Title: Why I’m No Longer Talking to White People About Race
Author: Reni Eddo-Lodge
Publisher: Bloomsbury Publishing
Country: United Kingdom
The book title "Why I'm No Longer Talking to White People About Race" is just as provocative as its cover design. To white people appears almost hidden on the cover, creating a visual representation of white people's blindness to structural racism.
Why I'm No Longer Talking to White People About Race is also the title of a blog post Eddo-Lodge wrote back in February of 2014. Her post was an act of self-preservation, self-care and an act of personal warfare.
In that post, Eddo-Lodge wasn't trying to remove white people from the conversation or take them on a guilt trip; rather, she was simply saying that she'd had enough.
This book is an extension of Eddo-Lodge’s viral post, where she openly expresses her frustrations when talking to white people who fail to acknowledge their privilege, or those who display a disconnect when she shares a subjective experience as a black woman in Britain or those who become defensive, often prepare counter-arguments and are quick to pinpoint flaws in her experience when she speaks about race.
Let’s be clear, in this book Eddo-Lodge isn't trying to guilt trip white people, rather, all she’s is saying is that she is at the end of her tether.
In this collection of seven essays, Eddo-Lodge delves into topics like structural racism, class and feminism. The opening essay takes the reader on a crash course in black British history, where she explores the UK’s brutal and extensive involvement in the slave trade.

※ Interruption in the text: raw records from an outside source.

//! Resolves a service name to one of its registered endpoints

use crate::selector::{HostSelector, RandomSelector};
use crate::store::KeyValueStore;
use crate::{AddressRecord, Endpoint, Namespace, Result};
use std::sync::Arc;
use tracing::{debug, error, warn};

pub struct Resolver {
    store: Arc<dyn KeyValueStore>,
    namespace: Namespace,
    selector: Box<dyn HostSelector>,
}

impl Resolver {
    /// Resolver with uniform random selection
    pub fn new(store: Arc<dyn KeyValueStore>, namespace: Namespace) -> Self {
        Self::with_selector(store, namespace, Box::new(RandomSelector))
    }

    pub fn with_selector(
        store: Arc<dyn KeyValueStore>,
        namespace: Namespace,
        selector: Box<dyn HostSelector>,
    ) -> Self {
        Self {
            store,
            namespace,
            selector,
        }
    }

    /// Current address set for `name`; empty when nothing is registered.
    ///
    /// Store failures and malformed records are returned as errors.
    pub async fn lookup(&self, name: &str) -> Result<AddressRecord> {
        let path = self.namespace.path(name);
        self.store.make_directory(self.namespace.as_str()).await?;

        match self.store.get(&path).await? {
            Some(stored) => AddressRecord::from_json(&path, &stored.value),
            None => Ok(AddressRecord::new()),
        }
    }

    /// Pick one endpoint registered under `name`.
    ///
    /// Returns [`Endpoint::empty`] when nothing is registered or the store
    /// cannot be read. A record that exists but cannot be parsed is an error.
    pub async fn discover(&self, name: &str) -> Result<Endpoint> {
        let path = self.namespace.path(name);

        if let Err(e) = self.store.make_directory(self.namespace.as_str()).await {
            error!("service name {} not found: {}", name, e);
            return Ok(Endpoint::empty());
        }

        let stored = match self.store.get(&path).await {
            Ok(Some(stored)) => stored,
            Ok(None) => {
                warn!("service name {} not found", name);
                return Ok(Endpoint::empty());
            }
            Err(e) => {
                error!("service name {} not found: {}", name, e);
                return Ok(Endpoint::empty());
            }
        };

        let record = AddressRecord::from_json(&path, &stored.value).map_err(|e| {
            error!("{} discovery parse error: {:?}", name, stored.value);
            e
        })?;

        // One bad entry fails the record, whichever host would be picked
        let mut endpoints = record.endpoints(&path).map_err(|e| {
            error!("{} discovery parse error: {:?}", name, stored.value);
            e
        })?;

        let Some(uri) = self.selector.pick_host(record.uris()) else {
            warn!("service name {} has an empty address record", name);
            return Ok(Endpoint::empty());
        };

        let index = record.uris().iter().position(|u| u == uri).unwrap_or_default();
        let endpoint = endpoints.swap_remove(index);
        debug!("{} resolved to {}", name, endpoint);
        Ok(endpoint)
    }
}

#[cfg(test)]
mod tests {
    use super::*;
    use crate::CoreError;
    use crate::memory::MemoryStore;
    use crate::registry::Registry;
    use crate::selector::RoundRobinSelector;
    use crate::store::WriteCondition;
    use std::collections::HashSet;

    fn setup() -> (Arc<MemoryStore>, Registry, Resolver) {
        let store = Arc::new(MemoryStore::new());
        let ns = Namespace::new("/services").unwrap();
        let registry = Registry::new(store.clone(), ns.clone());
        let resolver = Resolver::new(store.clone(), ns);
        (store, registry, resolver)
    }

    #[tokio::test]
    async fn test_resolve_after_register() {
        let (_store, registry, resolver) = setup();
        let _h = registry.register("svc", "10.0.0.1:9000").await.unwrap();

        let ep = resolver.discover("svc").await.unwrap();
        assert_eq!(ep, Endpoint::new("10.0.0.1", 9000));
    }

    #[tokio::test]
    async fn test_not_found_sentinel() {
        let (_store, _registry, resolver) = setup();
        let ep = resolver.discover("nobody").await.unwrap();
        assert!(ep.is_empty());
        assert_eq!(ep.host, "");
        assert_eq!(ep.port, 0);
    }

    #[tokio::test]
    async fn test_store_failure_degrades_to_sentinel() {
        let (store, registry, resolver) = setup();
        let _h = registry.register("svc", "10.0.0.1:9000").await.unwrap();
        store.set_available(false);

        assert!(resolver.discover("svc").await.unwrap().is_empty());
        assert!(resolver.lookup("svc").await.unwrap_err().is_unavailable());
    }

    #[tokio::test]
    async fn test_malformed_record_is_hard_failure() {
        let (store, _registry, resolver) = setup();
        store
            .set("/services/svc", "{not json", WriteCondition::Always)
            .await
            .unwrap();

        let err = resolver.discover("svc").await.unwrap_err();
        assert!(matches!(err, CoreError::MalformedRecord { .. }));
    }

    #[tokio::test]
    async fn test_bad_uri_in_record_is_hard_failure() {
        let (store, _registry, resolver) = setup();
        store
            .set("/services/svc", r#"{"uri":["no-port"]}"#, WriteCondition::Always)
            .await
            .unwrap();

        assert!(matches!(
            resolver.discover("svc").await,
            Err(CoreError::MalformedRecord { .. })
        ));
    }

    #[tokio::test]
    async fn test_one_bad_uri_fails_every_discover() {
        let (store, _registry, resolver) = setup();
        store
            .set(
                "/services/svc",
                r#"{"uri":["10.0.0.1:80","garbage"]}"#,
                WriteCondition::Always,
            )
            .await
            .unwrap();

        for _ in 0..100 {
            assert!(matches!(
                resolver.discover("svc").await,
                Err(CoreError::MalformedRecord { .. })
            ));
        }
        assert!(matches!(
            resolver.lookup("svc").await.unwrap().endpoints("/services/svc"),
            Err(CoreError::MalformedRecord { .. })
        ));
    }

    #[tokio::test]
    async fn test_reads_ensure_namespace_directory() {
        let (store, _registry, resolver) = setup();
        assert!(!store.is_directory("/services").await);

        assert!(resolver.discover("svc").await.unwrap().is_empty());
        assert!(store.is_directory("/services").await);

        let store = Arc::new(MemoryStore::new());
        let resolver = Resolver::new(store.clone(), Namespace::new("/other").unwrap());
        assert!(resolver.lookup("svc").await.unwrap().is_empty());
        assert!(store.is_directory("/other").await);
    }

    #[tokio::test]
    async fn test_empty_record_is_not_found() {
        let (store, _registry, resolver) = setup();
        store
            .set("/services/svc", r#"{"uri":[]}"#, WriteCondition::Always)
            .await
            .unwrap();

        assert!(resolver.discover("svc").await.unwrap().is_empty());
    }

    #[tokio::test]
    async fn test_selection_covers_all_hosts() {
        let (_store, registry, resolver) = setup();
        let uris = ["10.0.0.1:80", "10.0.0.2:80", "10.0.0.3:80"];
        let mut handles = Vec::new();
        for uri in uris {
            handles.push(registry.register("svc", uri).await.unwrap());
        }

        let mut seen = HashSet::new();
        for _ in 0..500 {
            let ep = resolver.discover("svc").await.unwrap();
            assert!(uris.contains(&ep.to_string().as_str()), "unexpected {}", ep);
            seen.insert(ep);
        }
        assert_eq!(seen.len(), 3);
    }

    #[tokio::test]
    async fn test_custom_selector() {
        let store = Arc::new(MemoryStore::new());
        let ns = Namespace::new("/services").unwrap();
        let registry = Registry::new(store.clone(), ns.clone());
        let resolver =
            Resolver::with_selector(store.clone(), ns, Box::new(RoundRobinSelector::new()));

        let _a = registry.register("svc", "a:1").await.unwrap();
        let _b = registry.register("svc", "b:2").await.unwrap();

        assert_eq!(resolver.discover("svc").await.unwrap(), Endpoint::new("a", 1));
        assert_eq!(resolver.discover("svc").await.unwrap(), Endpoint::new("b", 2));
        assert_eq!(resolver.discover("svc").await.unwrap(), Endpoint::new("a", 1));
    }

    #[tokio::test]
    async fn test_lookup_returns_full_set() {
        let (_store, registry, resolver) = setup();
        assert!(resolver.lookup("svc").await.unwrap().is_empty());

        let _a = registry.register("svc", "a:1").await.unwrap();
        let _b = registry.register("svc", "b:2").await.unwrap();
        let record = resolver.lookup("svc").await.unwrap();
        assert_eq!(record.uris(), &["a:1".to_string(), "b:2".to_string()]);
    }
}
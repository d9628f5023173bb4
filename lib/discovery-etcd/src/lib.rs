//! etcd-backed store for discovery-core
pub mod api;
pub mod client;

pub use client::EtcdStore;
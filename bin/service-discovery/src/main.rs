use anyhow::{Context, Result};
use clap::{Parser, Subcommand};
use discovery_core::{
    shutdown_signal, DiscoveryConfig, LifecycleGuard, ServiceDiscovery, WatchEventKind,
};
use discovery_etcd::EtcdStore;
use std::path::PathBuf;
use std::sync::Arc;
use tracing::{error, info, warn};

#[derive(Parser)]
#[command(name = "service-discovery")]
#[command(about = "Register, resolve and watch services in a shared etcd namespace")]
struct Cli {
    /// YAML configuration file (environment variables override it)
    #[arg(long, global = true)]
    config: Option<PathBuf>,

    /// Emit logs as JSON
    #[arg(long, global = true)]
    json_logs: bool,

    #[command(subcommand)]
    command: Commands,
}

#[derive(Subcommand)]
enum Commands {
    /// Register host:port under a service name until interrupted
    Register {
        name: String,
        /// Address to advertise, as host:port
        uri: String,
    },
    /// Resolve a service name to one endpoint
    Discover { name: String },
    /// Print every change to a service's address set until interrupted
    Watch { name: String },
}

#[tokio::main]
async fn main() -> Result<()> {
    let cli = Cli::parse();
    init_tracing(cli.json_logs);

    let config = DiscoveryConfig::load(cli.config.as_deref())
        .context("failed to load discovery configuration")?;
    info!(
        "Using store {} with namespace {}",
        config.store_url, config.namespace
    );

    let store = Arc::new(EtcdStore::from_config(&config)?);
    let discovery = ServiceDiscovery::from_config(store, &config)?;

    match cli.command {
        Commands::Register { name, uri } => register(&discovery, &name, &uri).await,
        Commands::Discover { name } => discover(&discovery, &name).await,
        Commands::Watch { name } => watch(&discovery, &name).await,
    }
}

fn init_tracing(json: bool) {
    let filter = tracing_subscriber::EnvFilter::try_from_default_env()
        .unwrap_or_else(|_| tracing_subscriber::EnvFilter::new("info"));
    let builder = tracing_subscriber::fmt().with_env_filter(filter);
    if json {
        builder.json().init();
    } else {
        builder.init();
    }
}

async fn register(discovery: &ServiceDiscovery, name: &str, uri: &str) -> Result<()> {
    let handle = discovery
        .register(name, uri)
        .await
        .with_context(|| format!("failed to register {} at {}", name, uri))?;

    let mut guard = LifecycleGuard::new();
    guard.track(handle);
    info!("Holding registration of {} at {}, waiting for shutdown signal", name, uri);

    let report = guard.run_until(shutdown_signal()).await;
    if report.failed > 0 {
        warn!("{} registrations could not be removed", report.failed);
    }
    Ok(())
}

async fn discover(discovery: &ServiceDiscovery, name: &str) -> Result<()> {
    let endpoint = discovery.discover(name).await?;
    if endpoint.is_empty() {
        warn!("No endpoint registered for {}", name);
        std::process::exit(2);
    }
    println!("{}", endpoint);
    Ok(())
}

async fn watch(discovery: &ServiceDiscovery, name: &str) -> Result<()> {
    let id = discovery
        .watch(name, |event| match event.kind {
            WatchEventKind::Updated(record) => {
                println!("{} @{}: {}", event.name, event.version, record.uris().join(","));
            }
            WatchEventKind::Removed => {
                println!("{} @{}: <none>", event.name, event.version);
            }
            WatchEventKind::Malformed { raw, reason } => {
                error!("{} @{}: malformed record {:?}: {}", event.name, event.version, raw, reason);
            }
        })
        .await?;

    shutdown_signal().await;
    discovery.unwatch(&id);
    Ok(())
}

This is a must read for anybody who can read. It’s the boldness and straight talk which makes this book memorable as it leaves a heart-wrenching trail of case histories, statistical and anecdotal evidence, personal stories and opinion about the manifestation of overt and covert racism, addressing racism as a systematic problem and calling out those who run the system to do something about it. This book instigates a candid and much needed dialogue across a spectrum of races.